Top of MATERIALS PROVIDED

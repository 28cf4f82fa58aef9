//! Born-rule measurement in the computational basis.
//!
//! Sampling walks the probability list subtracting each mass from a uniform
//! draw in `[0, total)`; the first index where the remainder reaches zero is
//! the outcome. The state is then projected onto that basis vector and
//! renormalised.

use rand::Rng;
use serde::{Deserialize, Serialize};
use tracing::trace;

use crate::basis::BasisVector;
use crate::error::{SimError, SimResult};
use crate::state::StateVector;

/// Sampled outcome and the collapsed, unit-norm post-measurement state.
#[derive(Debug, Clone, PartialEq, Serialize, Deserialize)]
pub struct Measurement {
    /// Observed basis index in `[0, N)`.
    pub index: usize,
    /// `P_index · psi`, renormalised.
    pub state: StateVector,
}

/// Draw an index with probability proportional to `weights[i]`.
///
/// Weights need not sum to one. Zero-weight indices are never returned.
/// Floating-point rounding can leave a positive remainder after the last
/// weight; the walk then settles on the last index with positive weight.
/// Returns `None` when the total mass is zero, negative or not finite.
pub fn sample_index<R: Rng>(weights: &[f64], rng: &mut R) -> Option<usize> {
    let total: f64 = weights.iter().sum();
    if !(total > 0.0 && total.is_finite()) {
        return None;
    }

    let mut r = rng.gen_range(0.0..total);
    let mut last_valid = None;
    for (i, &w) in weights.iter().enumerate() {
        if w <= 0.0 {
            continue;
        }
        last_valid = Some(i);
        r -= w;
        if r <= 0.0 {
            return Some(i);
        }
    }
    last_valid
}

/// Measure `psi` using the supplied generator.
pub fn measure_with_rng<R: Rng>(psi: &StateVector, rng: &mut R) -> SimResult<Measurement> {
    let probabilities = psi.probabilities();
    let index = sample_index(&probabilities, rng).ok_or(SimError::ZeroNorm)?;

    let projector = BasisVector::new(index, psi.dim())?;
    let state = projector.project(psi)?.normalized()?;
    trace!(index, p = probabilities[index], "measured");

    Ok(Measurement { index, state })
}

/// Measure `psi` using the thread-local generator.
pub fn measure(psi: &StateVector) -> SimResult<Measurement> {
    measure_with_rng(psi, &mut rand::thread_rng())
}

Bottom of MATERIALS PROVIDED

EXERCISE GOAL: Say how many lines of the entries above hold the string "Deserialize", and say nothing besides the number.

SOLUTION BELOW: 2